我ながら素晴らしい発想に笑いが溢れそうになる。

「お前は……自ら王位継承権を捨てると言うのか?」

ベルハイムでは、王子は臣籍に降りた時点で、王位継承権を失う。

俺の王位継承権は現在第二位と高位だから、普通なら自ら臣籍に降りたりはしない。

だが俺にとっては王位継承権を失うより、ラウラを失う方が大問題だ。

「……お前の言う通りフェルザー領の当主不在には私も頭を悩ませていた。

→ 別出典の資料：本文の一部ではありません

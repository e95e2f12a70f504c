//! wasm-opt size pass
//!
//! Shrinks `.wasm` build outputs in place with binaryen's `wasm-opt -Oz`. The
//! binaryen release is downloaded once per platform into the user cache and
//! verified against its published SHA-256.
//!
//! The pass is best effort: [`run_pass`] logs every failure as a warning and
//! returns, so it can never fail a release.

use crate::core::config::ReleaseEnv;
use crate::core::error::{EnvironmentError, RailError, RailResult, ResultExt};
use crate::ui::progress::SharedProgress;
use rayon::prelude::*;
use sha2::{Digest, Sha256};
use std::path::{Path, PathBuf};
use std::process::Command;

pub const BINARYEN_VERSION: &str = "version_123";

const RELEASE_BASE: &str = "https://github.com/WebAssembly/binaryen/releases/download";

/// Build output directories scanned when no path is given
pub const DEFAULT_CANDIDATES: &[&str] = &["target/wasm", "target/wasm_web"];

const OPT_LEVEL: &str = "-Oz";

/// Host platform as named by binaryen release assets
#[derive(Debug, Clone, Copy, PartialEq, Eq)]
pub struct BinaryenPlatform {
  pub arch: &'static str,
  pub os: &'static str,
}

impl BinaryenPlatform {
  /// Map a Rust `(os, arch)` pair onto binaryen's asset naming
  pub fn for_host(os: &str, arch: &str) -> RailResult<Self> {
    let platform = match (os, arch) {
      ("linux", "x86_64") => Self { arch: "x86_64", os: "linux" },
      ("linux", "aarch64") => Self { arch: "aarch64", os: "linux" },
      ("macos", "x86_64") => Self { arch: "x86_64", os: "macos" },
      ("macos", "aarch64") => Self { arch: "arm64", os: "macos" },
      _ => {
        return Err(RailError::Environment(EnvironmentError::UnsupportedPlatform {
          os: os.to_string(),
          arch: arch.to_string(),
        }));
      }
    };
    Ok(platform)
  }

  pub fn current() -> RailResult<Self> {
    Self::for_host(std::env::consts::OS, std::env::consts::ARCH)
  }

  /// `binaryen-version_123-x86_64-linux`
  pub fn release_name(&self) -> String {
    format!("binaryen-{}-{}-{}", BINARYEN_VERSION, self.arch, self.os)
  }

  pub fn archive_url(&self) -> String {
    format!("{}/{}/{}.tar.gz", RELEASE_BASE, BINARYEN_VERSION, self.release_name())
  }

  pub fn checksum_url(&self) -> String {
    format!("{}.sha256", self.archive_url())
  }
}

/// Path of the cached `wasm-opt` executable for a platform
pub fn cached_tool(cache_dir: &Path, platform: &BinaryenPlatform) -> PathBuf {
  cache_dir
    .join(platform.release_name())
    .join(format!("binaryen-{}", BINARYEN_VERSION))
    .join("bin")
    .join("wasm-opt")
}

/// Directories or files to scan
pub fn candidates(root: &Path, target: Option<&Path>) -> Vec<PathBuf> {
  match target {
    Some(path) if path.is_absolute() => vec![path.to_path_buf()],
    Some(path) => vec![root.join(path)],
    None => DEFAULT_CANDIDATES.iter().map(|c| root.join(c)).collect(),
  }
}

fn is_wasm(path: &Path) -> bool {
  path.is_file() && path.extension().is_some_and(|ext| ext == "wasm")
}

fn wasm_in(dir: &Path) -> Vec<PathBuf> {
  let Ok(entries) = std::fs::read_dir(dir) else {
    return Vec::new();
  };
  entries
    .filter_map(Result::ok)
    .map(|e| e.path())
    .filter(|p| is_wasm(p))
    .collect()
}

/// `.wasm` files given directly, inside a candidate directory, or one level below it
pub fn discover_wasm_files(candidates: &[PathBuf]) -> Vec<PathBuf> {
  let mut files = Vec::new();

  for candidate in candidates {
    if is_wasm(candidate) {
      files.push(candidate.clone());
      continue;
    }
    if !candidate.is_dir() {
      continue;
    }

    files.extend(wasm_in(candidate));
    if let Ok(entries) = std::fs::read_dir(candidate) {
      for sub in entries.filter_map(Result::ok).map(|e| e.path()).filter(|p| p.is_dir()) {
        files.extend(wasm_in(&sub));
      }
    }
  }

  files.sort();
  files.dedup();
  files
}

/// Whether Cargo.toml leaves wasm-pack's own wasm-opt run enabled
pub fn wasm_pack_runs_wasm_opt(root: &Path) -> bool {
  let manifest = root.join("Cargo.toml");
  let Ok(content) = std::fs::read_to_string(&manifest) else {
    return false;
  };
  let Ok(doc) = content.parse::<toml_edit::DocumentMut>() else {
    return false;
  };

  let disabled = doc
    .get("package")
    .and_then(|p| p.get("metadata"))
    .and_then(|m| m.get("wasm-pack"))
    .and_then(|w| w.get("profile"))
    .and_then(|p| p.get("release"))
    .and_then(|r| r.get("wasm-opt"))
    .and_then(|v| v.as_bool())
    == Some(false);

  !disabled
}

fn expected_checksum(body: &str) -> RailResult<String> {
  body
    .split_whitespace()
    .next()
    .map(|h| h.to_ascii_lowercase())
    .ok_or_else(|| RailError::message("Empty checksum file for binaryen release"))
}

/// Verify `bytes` against a `.sha256` file body (`<hex>  <file name>`)
pub fn verify_checksum(bytes: &[u8], checksum_file: &str) -> RailResult<()> {
  let expected = expected_checksum(checksum_file)?;
  let actual = format!("{:x}", Sha256::digest(bytes));
  if actual != expected {
    return Err(RailError::message(format!(
      "Checksum mismatch for binaryen archive: expected {}, got {}",
      expected, actual
    )));
  }
  Ok(())
}

fn download(url: &str) -> RailResult<Vec<u8>> {
  tracing::debug!(%url, "downloading");
  let response = reqwest::blocking::get(url)?.error_for_status()?;
  Ok(response.bytes()?.to_vec())
}

fn unpack(archive: &[u8], dest: &Path) -> RailResult<()> {
  let decoder = flate2::read::GzDecoder::new(archive);
  let mut tar = tar::Archive::new(decoder);
  tar
    .unpack(dest)
    .with_context(|| format!("Failed to extract binaryen into {}", dest.display()))
}

/// Return the cached `wasm-opt`, downloading it first when absent
pub fn ensure_wasm_opt(cache_dir: &Path, platform: &BinaryenPlatform) -> RailResult<PathBuf> {
  let tool = cached_tool(cache_dir, platform);
  if tool.is_file() {
    tracing::debug!(path = %tool.display(), "using cached wasm-opt");
    return Ok(tool);
  }

  println!("📥 Downloading binaryen {} ({}-{})...", BINARYEN_VERSION, platform.arch, platform.os);
  let archive = download(&platform.archive_url())?;
  let checksum = download(&platform.checksum_url())?;
  verify_checksum(&archive, &String::from_utf8_lossy(&checksum))?;

  let final_dir = cache_dir.join(platform.release_name());
  let staging = cache_dir.join(format!(".{}.partial", platform.release_name()));
  if staging.exists() {
    std::fs::remove_dir_all(&staging)?;
  }
  std::fs::create_dir_all(&staging).with_context(|| format!("Failed to create {}", staging.display()))?;
  unpack(&archive, &staging)?;

  if final_dir.exists() {
    std::fs::remove_dir_all(&final_dir)?;
  }
  std::fs::rename(&staging, &final_dir).with_context(|| format!("Failed to move binaryen into {}", final_dir.display()))?;

  if !tool.is_file() {
    return Err(RailError::message(format!(
      "binaryen archive did not contain {}",
      tool.display()
    )));
  }
  Ok(tool)
}

fn optimize_file(tool: &Path, file: &Path) -> RailResult<()> {
  let output = Command::new(tool)
    .arg(OPT_LEVEL)
    .arg(file)
    .arg("-o")
    .arg(file)
    .output()
    .with_context(|| format!("Failed to run {}", tool.display()))?;

  if !output.status.success() {
    return Err(RailError::message(format!(
      "wasm-opt failed on {}: {}",
      file.display(),
      String::from_utf8_lossy(&output.stderr).trim()
    )));
  }
  Ok(())
}

fn try_run_pass(env: &ReleaseEnv, target: Option<&Path>) -> RailResult<usize> {
  let files = discover_wasm_files(&candidates(&env.root, target));
  if files.is_empty() {
    tracing::info!("no .wasm files found, skipping wasm-opt");
    return Ok(0);
  }

  if !env.skip_wasm_opt_advice && wasm_pack_runs_wasm_opt(&env.root) {
    tracing::warn!(
      "wasm-pack also runs wasm-opt; set `wasm-opt = false` under [package.metadata.wasm-pack.profile.release] in Cargo.toml to avoid optimizing twice"
    );
  }

  let platform = BinaryenPlatform::current()?;
  let tool = ensure_wasm_opt(&env.cache_dir, &platform)?;

  println!("🗜️  Optimizing {} wasm file(s) with wasm-opt {}...", files.len(), OPT_LEVEL);
  let progress = SharedProgress::new(files.len(), "wasm-opt");
  let failures: Vec<(PathBuf, RailError)> = files
    .par_iter()
    .filter_map(|file| {
      let result = optimize_file(&tool, file);
      progress.inc();
      result.err().map(|e| (file.clone(), e))
    })
    .collect();

  for (file, err) in &failures {
    tracing::warn!("wasm-opt skipped {}: {}", file.display(), err);
  }
  Ok(files.len() - failures.len())
}

/// Optimize `.wasm` files under `target` (or the default build directories).
///
/// Returns how many files were optimized. Never fails.
pub fn run_pass(env: &ReleaseEnv, target: Option<&Path>) -> usize {
  if env.skip_wasm_opt {
    tracing::info!("wasm-opt disabled by environment");
    return 0;
  }

  match try_run_pass(env, target) {
    Ok(count) => count,
    Err(err) => {
      tracing::warn!("wasm-opt pass skipped: {}", err);
      0
    }
  }
}

#[cfg(test)]
mod tests {
  use super::*;

  #[test]
  fn test_supported_platforms() {
    let p = BinaryenPlatform::for_host("macos", "aarch64").unwrap();
    assert_eq!(p.release_name(), "binaryen-version_123-arm64-macos");
    assert_eq!(
      p.archive_url(),
      "https://github.com/WebAssembly/binaryen/releases/download/version_123/binaryen-version_123-arm64-macos.tar.gz"
    );

    let p = BinaryenPlatform::for_host("linux", "x86_64").unwrap();
    assert_eq!(p.release_name(), "binaryen-version_123-x86_64-linux");
    assert!(p.checksum_url().ends_with(".tar.gz.sha256"));
  }

  #[test]
  fn test_unsupported_platform() {
    for (os, arch) in [("windows", "x86_64"), ("linux", "riscv64"), ("freebsd", "x86_64")] {
      assert!(matches!(
        BinaryenPlatform::for_host(os, arch).unwrap_err(),
        RailError::Environment(EnvironmentError::UnsupportedPlatform { .. })
      ));
    }
  }

  #[test]
  fn test_discovery_depth_and_order() {
    let dir = tempfile::tempdir().unwrap();
    let root = dir.path();
    std::fs::create_dir_all(root.join("target/wasm/pkg/deep")).unwrap();
    std::fs::create_dir_all(root.join("target/wasm_web")).unwrap();
    std::fs::write(root.join("target/wasm/b.wasm"), "").unwrap();
    std::fs::write(root.join("target/wasm/a.js"), "").unwrap();
    std::fs::write(root.join("target/wasm/pkg/a.wasm"), "").unwrap();
    std::fs::write(root.join("target/wasm/pkg/deep/ignored.wasm"), "").unwrap();
    std::fs::write(root.join("target/wasm_web/c.wasm"), "").unwrap();

    let files = discover_wasm_files(&candidates(root, None));
    assert_eq!(
      files,
      vec![
        root.join("target/wasm/b.wasm"),
        root.join("target/wasm/pkg/a.wasm"),
        root.join("target/wasm_web/c.wasm"),
      ]
    );
  }

  #[test]
  fn test_direct_file_and_dedup() {
    let dir = tempfile::tempdir().unwrap();
    std::fs::write(dir.path().join("one.wasm"), "").unwrap();
    let file = dir.path().join("one.wasm");
    let files = discover_wasm_files(&[file.clone(), dir.path().to_path_buf()]);
    assert_eq!(files, vec![file]);
  }

  #[test]
  fn test_empty_directory_downloads_nothing() {
    let dir = tempfile::tempdir().unwrap();
    let root = dir.path();
    std::fs::create_dir_all(root.join("out")).unwrap();
    std::fs::write(root.join("out/index.js"), "").unwrap();

    let mut env = ReleaseEnv::for_test(root, root);
    env.skip_wasm_opt = false;
    env.cache_dir = root.join("cache");

    assert_eq!(run_pass(&env, Some(Path::new("out"))), 0);
    assert!(!env.cache_dir.exists());
  }

  #[test]
  fn test_skip_flag_short_circuits() {
    let dir = tempfile::tempdir().unwrap();
    std::fs::create_dir_all(dir.path().join("target/wasm")).unwrap();
    std::fs::write(dir.path().join("target/wasm/x.wasm"), "").unwrap();

    let env = ReleaseEnv::for_test(dir.path(), dir.path());
    assert_eq!(run_pass(&env, None), 0);
    assert!(!env.cache_dir.exists());
  }

  #[test]
  fn test_wasm_pack_advisory_detection() {
    let dir = tempfile::tempdir().unwrap();
    assert!(!wasm_pack_runs_wasm_opt(dir.path()));

    std::fs::write(dir.path().join("Cargo.toml"), "[package]\nname = \"core\"\n").unwrap();
    assert!(wasm_pack_runs_wasm_opt(dir.path()));

    std::fs::write(
      dir.path().join("Cargo.toml"),
      "[package]\nname = \"core\"\n\n[package.metadata.wasm-pack.profile.release]\nwasm-opt = false\n",
    )
    .unwrap();
    assert!(!wasm_pack_runs_wasm_opt(dir.path()));
  }

  #[test]
  fn test_checksum_verification() {
    let body = b"binaryen";
    let hex = format!("{:x}", Sha256::digest(body));
    verify_checksum(body, &format!("{}  binaryen-version_123-x86_64-linux.tar.gz\n", hex)).unwrap();
    assert!(verify_checksum(b"tampered", &hex).is_err());
    assert!(verify_checksum(body, "").is_err());
  }

  #[cfg(unix)]
  fn install_fake_wasm_opt(cache_dir: &Path, script: &str) -> Option<PathBuf> {
    use std::os::unix::fs::PermissionsExt;

    let platform = BinaryenPlatform::current().ok()?;
    let tool = cached_tool(cache_dir, &platform);
    std::fs::create_dir_all(tool.parent().unwrap()).unwrap();
    std::fs::write(&tool, script).unwrap();
    std::fs::set_permissions(&tool, std::fs::Permissions::from_mode(0o755)).unwrap();
    Some(tool)
  }

  #[cfg(unix)]
  fn wasm_fixture(root: &Path) -> ReleaseEnv {
    std::fs::create_dir_all(root.join("target/wasm/pkg")).unwrap();
    std::fs::write(root.join("target/wasm/a.wasm"), "raw").unwrap();
    std::fs::write(root.join("target/wasm/pkg/b.wasm"), "raw").unwrap();

    let mut env = ReleaseEnv::for_test(root, root);
    env.skip_wasm_opt = false;
    env
  }

  #[cfg(unix)]
  #[test]
  fn test_pass_rewrites_files_in_place() {
    let dir = tempfile::tempdir().unwrap();
    let env = wasm_fixture(dir.path());
    // Invoked as `wasm-opt -Oz <in> -o <out>`
    let script = "#!/bin/sh\n[ \"$1\" = \"-Oz\" ] || exit 2\nprintf 'opt' > \"$4\"\n";
    if install_fake_wasm_opt(&env.cache_dir, script).is_none() {
      return;
    }

    assert_eq!(run_pass(&env, None), 2);
    for file in ["target/wasm/a.wasm", "target/wasm/pkg/b.wasm"] {
      assert_eq!(std::fs::read_to_string(dir.path().join(file)).unwrap(), "opt");
    }
  }

  #[cfg(unix)]
  #[test]
  fn test_tool_failure_is_swallowed() {
    let dir = tempfile::tempdir().unwrap();
    let env = wasm_fixture(dir.path());
    if install_fake_wasm_opt(&env.cache_dir, "#!/bin/sh\necho broken >&2\nexit 1\n").is_none() {
      return;
    }

    assert_eq!(run_pass(&env, None), 0);
    assert_eq!(std::fs::read_to_string(dir.path().join("target/wasm/a.wasm")).unwrap(), "raw");
  }

  #[test]
  fn test_cached_tool_is_reused() {
    let dir = tempfile::tempdir().unwrap();
    let platform = BinaryenPlatform::for_host("linux", "x86_64").unwrap();
    let tool = cached_tool(dir.path(), &platform);
    std::fs::create_dir_all(tool.parent().unwrap()).unwrap();
    std::fs::write(&tool, "").unwrap();

    assert_eq!(ensure_wasm_opt(dir.path(), &platform).unwrap(), tool);
  }
}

お前が受けてくれるのなら助かるが……」

よし!上手く行きそうだ。
思わず顔がにやけそうになるのを必死に堪え、神妙な顔をする。

「誠心誠意、フェルザー領の為に尽くします」

だから、今すぐフェルザー領へ行かせてくれ。

あそこはアンテス領の隣だから、公務の合間にラウラの元を訪ねる事が出来る。頻繁に粘り強く通ってラウラを説得するんだ。

心はもう王都を飛び立っていた俺だが、国王の言葉で現実に戻された。

「お前の望みは良く分かった。私も賛成だが、今直ぐに公爵の地位を与える事は出来ない」

「はっ? なんでだよ!」

「まずはフェルザー公爵に相応しいと貴族達を納得させなければならない,時間はゆっくり使って構わないから、皆を納得させる良い領主の姿をみせなさい」

「……ゆっくり?」

「ああ、一年、二年かければお前なら必ず出来る。焦らずに……」

「二年⁈」

そんなに待てるか!
俺に残された時間は、後一年もないんだからな!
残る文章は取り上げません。